Despite years of deleveraging after the 2008 global financial crisis, debt remains very high – and yet we have now returned to an expansionary credit cycle. According to the Bank for International Settlements, total non-financial private and public debt amounts to almost 245% of global GDP, having risen from 210% before the financial crisis and around 190% at the end of 2001.

General government borrowing in the United States may reach 5% of GDP this year, pushing total public debt to about 108% of GDP. In the eurozone, public debt stands at about 85% of GDP; in Japan, the debt-to-GDP ratio registers close to an eye-popping 240%. Globally, private non-financial debt is growing faster than nominal GDP.

These trends are set to continue, as many major central banks – including the European Central Bank and the Bank of Japan – have not just welcomed the recovery in lending, but are even aiming to stimulate more credit-financed growth. Only the US Federal Reserve and the People’s Bank of China are taking steps to rein in bank lending.

The world has endured enough economic crises to know that high debts create serious risks. Nominal debt is fixed, but asset prices can collapse, generating huge balance-sheet losses and causing risk premia – and thus borrowing costs – to rise.

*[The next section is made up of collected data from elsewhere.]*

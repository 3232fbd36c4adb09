//! # Control state machine
//!
//! ## Module purpose
//! A control is a single refine/de-refine/rebalance operation wrapped into a
//! uniform result: an action telling the driving simulation loop what to do
//! next, plus an info tag telling it what happened to the mesh. The typical
//! use in an AMR loop is
//! ```text
//! for step in 0.. {
//!     // computations ...
//!     while control.update(&mut mesh) {
//!         // update finite-element spaces and solution fields here
//!         if control.is_continue() { break; }
//!     }
//!     if control.is_stop() { break; }
//! }
//! ```
//! where the inner `while` handles controls that request to be re-invoked
//! against refreshed dependent state ([`Action::Again`]).
//!
//! ## Main items
//! - [`Action`] / [`InfoTag`] / [`ActionInfo`]: the discrete result type
//! - [`MeshControl`]: the control capability with the public
//!   update/stop/continue/again protocol

use crate::meshcontrol::mesh_api::AmrMesh;

/// What the driving loop should do after an update.
#[derive(Debug, Clone, Copy, PartialEq, Eq, Default)]
pub enum Action {
    /// The mesh was not modified; continue computations as-is.
    #[default]
    None,
    /// The mesh was modified; refresh dependent state and continue.
    Continue,
    /// A stopping criterion was satisfied.
    Stop,
    /// The mesh was modified; refresh dependent state, then call
    /// [`MeshControl::update`] on this same control again.
    Again,
}

/// What happened to the mesh during an update.
#[derive(Debug, Clone, Copy, PartialEq, Eq, Default)]
pub enum InfoTag {
    #[default]
    None,
    Refine,
    Derefine,
    Rebalance,
}

/// Combined action/info result of a single control application.
///
/// The info tag is only meaningful when the action requires a dependent-state
/// update (`Continue` or `Again`); the constructors make other combinations
/// unrepresentable. [`ActionInfo::code`] exposes the packed integer view
/// (action in the low two bits, info shifted left by two) and round-trips
/// exactly through [`ActionInfo::from_code`].
#[derive(Debug, Clone, Copy, PartialEq, Eq, Default)]
pub struct ActionInfo {
    action: Action,
    info: InfoTag,
}

impl ActionInfo {
    /// Bit mask for the action part of a packed code.
    pub const ACTION_MASK: i32 = 3;
    /// Bit set on every action that requires a dependent-state update.
    pub const UPDATE_BIT: i32 = 1;
    /// Bit mask for the info part of a packed code.
    pub const INFO_MASK: i32 = !3;

    /// The mesh was not modified.
    pub fn none() -> Self {
        ActionInfo {
            action: Action::None,
            info: InfoTag::None,
        }
    }

    /// A stopping criterion was satisfied.
    pub fn stop() -> Self {
        ActionInfo {
            action: Action::Stop,
            info: InfoTag::None,
        }
    }

    /// The mesh was modified as described by `info`; computations continue.
    pub fn continue_with(info: InfoTag) -> Self {
        ActionInfo {
            action: Action::Continue,
            info,
        }
    }

    /// The mesh was modified as described by `info`; the control must be
    /// re-invoked after dependent state is refreshed.
    pub fn again_with(info: InfoTag) -> Self {
        ActionInfo {
            action: Action::Again,
            info,
        }
    }

    pub fn action(&self) -> Action {
        self.action
    }

    pub fn info(&self) -> InfoTag {
        self.info
    }

    /// True for `Continue` and `Again`: finite-element spaces and solution
    /// fields must be updated before computations proceed.
    pub fn update_required(&self) -> bool {
        matches!(self.action, Action::Continue | Action::Again)
    }

    /// Packed integer view: `code & ACTION_MASK` is the action,
    /// `(code & INFO_MASK) >> 2` is the info tag, and `code & UPDATE_BIT`
    /// mirrors [`ActionInfo::update_required`].
    pub fn code(&self) -> i32 {
        let action = match self.action {
            Action::None => 0,
            Action::Continue => 1,
            Action::Stop => 2,
            Action::Again => 3,
        };
        let info = match self.info {
            InfoTag::None => 0,
            InfoTag::Refine => 1,
            InfoTag::Derefine => 2,
            InfoTag::Rebalance => 3,
        };
        action | (info << 2)
    }

    /// Inverse of [`ActionInfo::code`]. Panics on codes outside the valid
    /// range or carrying an info tag without an update action.
    pub fn from_code(code: i32) -> Self {
        assert!(
            (0..16).contains(&code),
            "action/info code out of range: {}",
            code
        );
        let action = match code & Self::ACTION_MASK {
            0 => Action::None,
            1 => Action::Continue,
            2 => Action::Stop,
            _ => Action::Again,
        };
        let info = match (code & Self::INFO_MASK) >> 2 {
            0 => InfoTag::None,
            1 => InfoTag::Refine,
            2 => InfoTag::Derefine,
            _ => InfoTag::Rebalance,
        };
        assert!(
            info == InfoTag::None || matches!(action, Action::Continue | Action::Again),
            "info tag requires an update action, got code {}",
            code
        );
        ActionInfo { action, info }
    }
}

/// A single mesh-manipulation operation in the AMR pipeline.
///
/// Implementors provide [`MeshControl::apply`] plus storage for the last
/// produced [`ActionInfo`]; the public protocol (`update` and the query
/// methods) is supplied by the trait. Before the first `update` the stored
/// state is `ActionInfo::none()`.
pub trait MeshControl {
    /// Perform the mesh operation. Invoked by [`MeshControl::update`].
    fn apply(&mut self, mesh: &mut dyn AmrMesh) -> ActionInfo;

    /// The ActionInfo produced by the last call to [`MeshControl::update`].
    fn action_info(&self) -> ActionInfo;

    /// Store the ActionInfo of the current update.
    fn record_action(&mut self, state: ActionInfo);

    /// Perform the mesh operation. Returns true if finite-element spaces and
    /// solution fields need to be updated.
    fn update(&mut self, mesh: &mut dyn AmrMesh) -> bool {
        let state = self.apply(mesh);
        self.record_action(state);
        state.update_required()
    }

    /// A stopping criterion was satisfied.
    fn is_stop(&self) -> bool {
        self.action_info().action() == Action::Stop
    }

    /// Dependent state must be refreshed and computations continue.
    fn is_continue(&self) -> bool {
        self.action_info().action() == Action::Continue
    }

    /// Dependent state must be refreshed and `update` called again.
    fn is_again(&self) -> bool {
        self.action_info().action() == Action::Again
    }

    /// The mesh was refined by the last update.
    fn refined(&self) -> bool {
        self.action_info().info() == InfoTag::Refine
    }

    /// The mesh was de-refined by the last update.
    fn derefined(&self) -> bool {
        self.action_info().info() == InfoTag::Derefine
    }

    /// The mesh was rebalanced by the last update.
    fn rebalanced(&self) -> bool {
        self.action_info().info() == InfoTag::Rebalance
    }

    /// Packed integer view of the last ActionInfo.
    fn action_info_code(&self) -> i32 {
        self.action_info().code()
    }
}

///////////////////////////////////////////////////////////////////////////////
//                                  TESTS
///////////////////////////////////////////////////////////////////////////////
#[cfg(test)]
mod tests {
    use super::*;

    #[test]
    fn initial_state_is_none() {
        let state = ActionInfo::default();
        assert_eq!(state.action(), Action::None);
        assert_eq!(state.info(), InfoTag::None);
        assert_eq!(state.code(), 0);
        assert!(!state.update_required());
    }

    #[test]
    fn code_round_trips_through_masks() {
        let all_valid = [
            ActionInfo::none(),
            ActionInfo::stop(),
            ActionInfo::continue_with(InfoTag::None),
            ActionInfo::continue_with(InfoTag::Refine),
            ActionInfo::continue_with(InfoTag::Derefine),
            ActionInfo::continue_with(InfoTag::Rebalance),
            ActionInfo::again_with(InfoTag::None),
            ActionInfo::again_with(InfoTag::Refine),
            ActionInfo::again_with(InfoTag::Derefine),
            ActionInfo::again_with(InfoTag::Rebalance),
        ];
        for state in all_valid {
            let code = state.code();
            assert_eq!(ActionInfo::from_code(code), state);
            assert_eq!(
                code & ActionInfo::UPDATE_BIT != 0,
                state.update_required(),
                "update bit mismatch for code {}",
                code
            );
        }
        // spot checks of the documented layout
        assert_eq!(ActionInfo::stop().code(), 2);
        assert_eq!(ActionInfo::continue_with(InfoTag::Refine).code(), 1 | 4);
        assert_eq!(ActionInfo::again_with(InfoTag::Derefine).code(), 3 | 8);
        assert_eq!(ActionInfo::continue_with(InfoTag::Rebalance).code(), 1 | 12);
    }

    #[test]
    #[should_panic(expected = "info tag requires an update action")]
    fn from_code_rejects_info_without_update() {
        // STOP combined with REFINE is not a legal state
        let _ = ActionInfo::from_code(2 | 4);
    }

    #[test]
    #[should_panic(expected = "out of range")]
    fn from_code_rejects_out_of_range() {
        let _ = ActionInfo::from_code(16);
    }
}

A mere decade ago, when a credit-fueled financial boom turned to bust, the financial sector was pushed to the brink of collapse, and a years-long recession followed in much of the world.

The only sustainable debt burden is one that can be managed even during cyclical downturns.

Yet governments continue to repeat the same mistakes, treating debt as a boon for long-term growth, rather than what it is: a heavy burden and a source of massive long-term risks.

It is time for policymakers and their economic advisers to recognize this, and abandon the assumption that more debt always leads to more growth. Though there are times when governments need to borrow to stimulate the economy, deficit spending cannot lift growth in the long term. And at times when growth rates and private-sector borrowing are rising – times like now – governments should be working to reduce their own deficits. This is relevant for the US and Japan, but also for European Union countries, which should take advantage of today’s recovery – the strongest in the decade – to bring their public finances in line with the Stability and Growth Pact.

Governments should seek to prevent the buildup of unsustainable debt by stimulating long-term, non-debt-financed growth, using a combination of regulation, trade agreements, investment incentives, and educational and labor-market reforms. In a low-inflation environment like the one prevailing today, central banks can cushion the impact of such reforms through expansionary monetary policies.

But central banks must calibrate their interventions carefully, to ensure that monetary expansion does not encourage the buildup of even more private-sector leverage. This means thinking twice before enforcing negative deposit rates, designed to pressure banks to lend more, or liquidity operations conditioned on bank lending.

A better approach would emphasize the use of forward guidance to influence interest-rate expectations and bond yields. Low yields can fuel asset-price increases and stimulate demand in a range of areas, not only through higher corporate leverage. That said, with asset prices already high and economies growing at a healthy pace, central banks should follow the Fed’s lead in gradually unwinding the stimulus programs they initiated after the 2008 crisis.

Moreover, regulators should do more to ensure that private debt is channeled toward productive uses offering decent longer-term returns. This is the lesson from previous debt crises, including the subprime mortgage bubble that triggered the meltdown a decade ago, with devastating consequences for growth and employment.

For example, regulatory authorities can employ macroprudential policies to impose limits on segments of financial markets that are overheating, thereby improving the allocation of capital and stabilizing investment returns. They should take particular care to prevent real-estate bubbles, because real estate constitutes a huge share of overall wealth and a key source of collateral in finance. But the strong rise of low quality leveraged loans should also be a concern.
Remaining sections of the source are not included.